(Dataset entries)

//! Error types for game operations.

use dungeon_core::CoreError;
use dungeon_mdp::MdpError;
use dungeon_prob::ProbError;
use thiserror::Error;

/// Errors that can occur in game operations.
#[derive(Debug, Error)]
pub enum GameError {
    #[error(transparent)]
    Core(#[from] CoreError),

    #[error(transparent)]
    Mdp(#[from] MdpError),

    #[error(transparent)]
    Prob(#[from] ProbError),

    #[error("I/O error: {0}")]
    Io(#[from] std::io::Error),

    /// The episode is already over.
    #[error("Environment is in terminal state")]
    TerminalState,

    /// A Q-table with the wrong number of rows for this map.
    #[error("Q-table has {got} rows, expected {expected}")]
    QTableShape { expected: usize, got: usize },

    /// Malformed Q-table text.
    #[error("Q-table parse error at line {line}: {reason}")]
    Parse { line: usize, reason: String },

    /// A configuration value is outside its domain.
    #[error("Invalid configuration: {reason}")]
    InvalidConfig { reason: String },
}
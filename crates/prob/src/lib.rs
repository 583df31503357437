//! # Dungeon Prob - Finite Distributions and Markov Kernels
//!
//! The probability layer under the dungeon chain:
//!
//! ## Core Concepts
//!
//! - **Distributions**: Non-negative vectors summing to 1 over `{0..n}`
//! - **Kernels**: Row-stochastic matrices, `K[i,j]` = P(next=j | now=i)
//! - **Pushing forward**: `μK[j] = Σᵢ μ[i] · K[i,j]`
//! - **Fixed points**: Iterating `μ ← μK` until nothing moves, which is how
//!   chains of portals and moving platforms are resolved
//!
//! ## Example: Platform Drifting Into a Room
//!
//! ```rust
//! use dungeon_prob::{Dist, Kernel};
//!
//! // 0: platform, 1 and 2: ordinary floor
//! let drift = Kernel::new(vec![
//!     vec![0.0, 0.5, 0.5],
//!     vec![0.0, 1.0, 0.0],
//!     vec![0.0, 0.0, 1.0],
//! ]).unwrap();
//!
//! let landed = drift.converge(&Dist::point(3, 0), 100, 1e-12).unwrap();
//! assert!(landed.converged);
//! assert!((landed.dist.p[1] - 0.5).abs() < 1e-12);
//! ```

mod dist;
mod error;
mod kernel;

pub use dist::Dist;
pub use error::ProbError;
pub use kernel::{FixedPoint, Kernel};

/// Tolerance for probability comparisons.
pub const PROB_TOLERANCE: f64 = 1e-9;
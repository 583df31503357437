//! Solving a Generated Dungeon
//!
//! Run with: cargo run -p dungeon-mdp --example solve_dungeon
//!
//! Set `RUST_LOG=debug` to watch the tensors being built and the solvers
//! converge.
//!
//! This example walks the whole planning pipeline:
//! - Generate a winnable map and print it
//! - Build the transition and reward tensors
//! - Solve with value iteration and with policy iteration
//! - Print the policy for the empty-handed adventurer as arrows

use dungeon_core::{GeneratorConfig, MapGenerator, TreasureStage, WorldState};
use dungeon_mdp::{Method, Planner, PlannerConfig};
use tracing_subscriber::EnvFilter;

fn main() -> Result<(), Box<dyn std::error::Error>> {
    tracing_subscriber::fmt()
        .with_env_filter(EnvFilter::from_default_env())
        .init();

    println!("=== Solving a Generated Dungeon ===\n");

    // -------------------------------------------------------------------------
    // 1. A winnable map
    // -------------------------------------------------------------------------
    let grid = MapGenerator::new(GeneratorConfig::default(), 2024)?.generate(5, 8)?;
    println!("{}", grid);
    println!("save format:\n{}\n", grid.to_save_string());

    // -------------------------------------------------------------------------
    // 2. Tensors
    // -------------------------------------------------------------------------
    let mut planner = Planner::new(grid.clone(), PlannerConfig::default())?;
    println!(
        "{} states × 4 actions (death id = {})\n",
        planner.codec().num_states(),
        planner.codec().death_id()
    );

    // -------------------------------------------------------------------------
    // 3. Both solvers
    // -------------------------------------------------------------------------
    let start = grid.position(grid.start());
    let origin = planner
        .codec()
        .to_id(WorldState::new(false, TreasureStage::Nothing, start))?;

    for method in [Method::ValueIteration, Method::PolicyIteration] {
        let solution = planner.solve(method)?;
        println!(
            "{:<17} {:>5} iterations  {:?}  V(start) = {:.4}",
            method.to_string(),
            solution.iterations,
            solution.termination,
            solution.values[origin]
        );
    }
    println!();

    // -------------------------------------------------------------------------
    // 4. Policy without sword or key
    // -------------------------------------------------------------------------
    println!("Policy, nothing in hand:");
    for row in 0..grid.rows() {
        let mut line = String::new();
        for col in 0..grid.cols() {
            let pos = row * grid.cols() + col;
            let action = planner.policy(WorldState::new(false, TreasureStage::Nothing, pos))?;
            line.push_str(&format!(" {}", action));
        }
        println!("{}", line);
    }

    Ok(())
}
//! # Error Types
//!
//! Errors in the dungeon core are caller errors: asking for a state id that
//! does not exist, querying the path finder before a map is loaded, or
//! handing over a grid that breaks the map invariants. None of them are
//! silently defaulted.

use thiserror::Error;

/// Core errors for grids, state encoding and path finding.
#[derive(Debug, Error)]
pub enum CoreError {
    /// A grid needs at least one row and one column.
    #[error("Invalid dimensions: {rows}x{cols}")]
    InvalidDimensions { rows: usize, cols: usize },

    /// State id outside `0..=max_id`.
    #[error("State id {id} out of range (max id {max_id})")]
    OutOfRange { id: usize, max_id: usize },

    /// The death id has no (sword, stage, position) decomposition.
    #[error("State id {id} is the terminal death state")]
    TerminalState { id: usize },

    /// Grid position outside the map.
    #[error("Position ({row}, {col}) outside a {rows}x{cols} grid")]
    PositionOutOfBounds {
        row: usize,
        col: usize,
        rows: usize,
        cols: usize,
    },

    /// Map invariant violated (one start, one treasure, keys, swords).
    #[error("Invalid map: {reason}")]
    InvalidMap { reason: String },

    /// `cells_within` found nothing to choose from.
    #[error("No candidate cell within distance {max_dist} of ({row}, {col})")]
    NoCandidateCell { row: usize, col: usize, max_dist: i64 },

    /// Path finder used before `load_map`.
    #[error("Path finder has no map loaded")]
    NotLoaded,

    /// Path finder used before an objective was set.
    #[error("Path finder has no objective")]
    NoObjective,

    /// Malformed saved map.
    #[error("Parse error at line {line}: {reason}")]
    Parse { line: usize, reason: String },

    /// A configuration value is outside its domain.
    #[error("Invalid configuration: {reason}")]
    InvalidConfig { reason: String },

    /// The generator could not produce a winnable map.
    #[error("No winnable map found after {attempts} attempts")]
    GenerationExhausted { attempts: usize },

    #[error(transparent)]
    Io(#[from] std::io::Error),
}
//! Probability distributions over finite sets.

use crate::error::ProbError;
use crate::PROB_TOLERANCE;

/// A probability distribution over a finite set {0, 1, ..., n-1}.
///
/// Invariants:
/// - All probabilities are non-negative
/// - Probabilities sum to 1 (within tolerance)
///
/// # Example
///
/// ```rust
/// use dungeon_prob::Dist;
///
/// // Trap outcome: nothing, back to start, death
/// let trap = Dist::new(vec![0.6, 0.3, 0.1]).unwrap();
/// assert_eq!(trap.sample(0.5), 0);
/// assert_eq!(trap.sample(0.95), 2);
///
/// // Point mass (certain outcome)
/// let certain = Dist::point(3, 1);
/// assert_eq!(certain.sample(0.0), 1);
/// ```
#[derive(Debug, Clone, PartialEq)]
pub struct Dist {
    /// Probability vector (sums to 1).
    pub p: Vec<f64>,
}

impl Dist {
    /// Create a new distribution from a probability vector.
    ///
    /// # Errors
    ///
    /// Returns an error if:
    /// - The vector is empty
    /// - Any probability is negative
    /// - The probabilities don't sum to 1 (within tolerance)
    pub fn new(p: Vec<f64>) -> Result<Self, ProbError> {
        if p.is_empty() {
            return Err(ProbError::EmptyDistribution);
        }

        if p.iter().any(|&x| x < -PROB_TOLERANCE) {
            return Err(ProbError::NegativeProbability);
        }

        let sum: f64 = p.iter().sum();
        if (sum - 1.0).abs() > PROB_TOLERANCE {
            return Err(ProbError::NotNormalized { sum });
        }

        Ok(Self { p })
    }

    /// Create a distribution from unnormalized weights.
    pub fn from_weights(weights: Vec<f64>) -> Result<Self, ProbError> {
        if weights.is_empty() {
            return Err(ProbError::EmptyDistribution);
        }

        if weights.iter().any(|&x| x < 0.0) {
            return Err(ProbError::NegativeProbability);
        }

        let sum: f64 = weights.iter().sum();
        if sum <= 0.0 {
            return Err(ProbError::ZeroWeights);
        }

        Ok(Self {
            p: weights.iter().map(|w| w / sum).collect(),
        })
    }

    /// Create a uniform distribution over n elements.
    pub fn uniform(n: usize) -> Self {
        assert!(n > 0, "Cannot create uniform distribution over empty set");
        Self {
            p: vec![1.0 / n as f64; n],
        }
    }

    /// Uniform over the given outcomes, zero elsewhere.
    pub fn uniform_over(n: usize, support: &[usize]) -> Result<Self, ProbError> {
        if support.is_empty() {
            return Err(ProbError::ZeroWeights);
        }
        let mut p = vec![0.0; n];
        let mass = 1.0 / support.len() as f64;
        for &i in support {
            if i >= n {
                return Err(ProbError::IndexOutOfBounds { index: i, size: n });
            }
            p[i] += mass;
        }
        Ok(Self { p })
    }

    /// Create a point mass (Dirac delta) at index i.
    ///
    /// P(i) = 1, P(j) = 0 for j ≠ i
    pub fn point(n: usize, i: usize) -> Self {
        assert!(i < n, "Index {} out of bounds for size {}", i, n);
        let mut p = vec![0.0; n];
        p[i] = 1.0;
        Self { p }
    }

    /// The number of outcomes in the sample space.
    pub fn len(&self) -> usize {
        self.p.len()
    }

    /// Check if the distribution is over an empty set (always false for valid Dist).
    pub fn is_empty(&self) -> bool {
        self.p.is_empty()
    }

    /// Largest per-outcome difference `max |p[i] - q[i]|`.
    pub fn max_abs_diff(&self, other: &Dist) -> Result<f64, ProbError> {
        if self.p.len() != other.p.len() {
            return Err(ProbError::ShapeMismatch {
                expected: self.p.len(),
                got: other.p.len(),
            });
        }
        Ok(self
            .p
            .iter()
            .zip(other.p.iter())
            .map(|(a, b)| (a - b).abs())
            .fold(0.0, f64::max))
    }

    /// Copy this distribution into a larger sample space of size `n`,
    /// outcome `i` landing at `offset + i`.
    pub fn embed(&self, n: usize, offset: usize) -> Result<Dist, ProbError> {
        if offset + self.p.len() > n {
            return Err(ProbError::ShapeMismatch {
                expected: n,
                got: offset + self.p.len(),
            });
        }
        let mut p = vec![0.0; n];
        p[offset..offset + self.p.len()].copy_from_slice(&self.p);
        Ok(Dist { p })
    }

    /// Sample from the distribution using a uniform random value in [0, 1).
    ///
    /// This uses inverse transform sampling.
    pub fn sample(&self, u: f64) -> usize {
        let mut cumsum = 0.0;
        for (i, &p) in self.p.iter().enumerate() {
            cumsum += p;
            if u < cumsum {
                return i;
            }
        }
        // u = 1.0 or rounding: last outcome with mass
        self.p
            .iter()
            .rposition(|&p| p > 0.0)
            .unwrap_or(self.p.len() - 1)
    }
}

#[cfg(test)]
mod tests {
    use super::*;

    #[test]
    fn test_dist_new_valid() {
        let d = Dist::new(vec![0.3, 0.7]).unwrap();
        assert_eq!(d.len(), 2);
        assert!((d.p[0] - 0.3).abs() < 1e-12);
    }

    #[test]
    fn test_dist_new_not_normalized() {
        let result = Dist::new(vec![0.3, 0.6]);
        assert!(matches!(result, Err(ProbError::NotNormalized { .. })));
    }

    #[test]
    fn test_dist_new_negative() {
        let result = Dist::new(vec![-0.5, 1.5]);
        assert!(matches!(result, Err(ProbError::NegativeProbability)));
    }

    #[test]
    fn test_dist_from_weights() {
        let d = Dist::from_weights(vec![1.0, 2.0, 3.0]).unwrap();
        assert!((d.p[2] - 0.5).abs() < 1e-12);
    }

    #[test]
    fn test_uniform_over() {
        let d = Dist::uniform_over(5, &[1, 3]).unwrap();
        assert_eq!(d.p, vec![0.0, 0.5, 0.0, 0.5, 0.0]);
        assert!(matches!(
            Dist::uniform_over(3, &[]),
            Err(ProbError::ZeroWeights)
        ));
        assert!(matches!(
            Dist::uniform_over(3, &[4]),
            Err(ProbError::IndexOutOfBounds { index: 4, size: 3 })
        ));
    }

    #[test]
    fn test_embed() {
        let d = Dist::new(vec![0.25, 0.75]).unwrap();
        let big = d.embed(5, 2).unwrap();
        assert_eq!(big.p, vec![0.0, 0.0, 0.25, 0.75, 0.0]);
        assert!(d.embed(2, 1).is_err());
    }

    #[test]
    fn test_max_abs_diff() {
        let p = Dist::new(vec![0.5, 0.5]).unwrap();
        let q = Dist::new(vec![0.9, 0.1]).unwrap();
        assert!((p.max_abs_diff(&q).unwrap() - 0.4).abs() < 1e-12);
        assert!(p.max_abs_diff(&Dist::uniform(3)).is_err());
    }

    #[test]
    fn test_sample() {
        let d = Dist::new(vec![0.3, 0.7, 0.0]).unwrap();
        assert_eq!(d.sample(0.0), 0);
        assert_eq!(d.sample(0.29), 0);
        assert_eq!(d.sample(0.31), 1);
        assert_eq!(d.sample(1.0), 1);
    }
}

_ASSIGNMENT:_
Quote every line from the beginning of the entries up to and including the line that contains "is already over.".

_YOUR SOLUTION:_
//! Error types for game operations.

use dungeon_core::CoreError;
use dungeon_mdp::MdpError;
use dungeon_prob::ProbError;
use thiserror::Error;

/// Errors that can occur in game operations.
#[derive(Debug, Error)]
pub enum GameError {
    #[error(transparent)]
    Core(#[from] CoreError),

    #[error(transparent)]
    Mdp(#[from] MdpError),

    #[error(transparent)]
    Prob(#[from] ProbError),

    #[error("I/O error: {0}")]
    Io(#[from] std::io::Error),

    /// The episode is already over.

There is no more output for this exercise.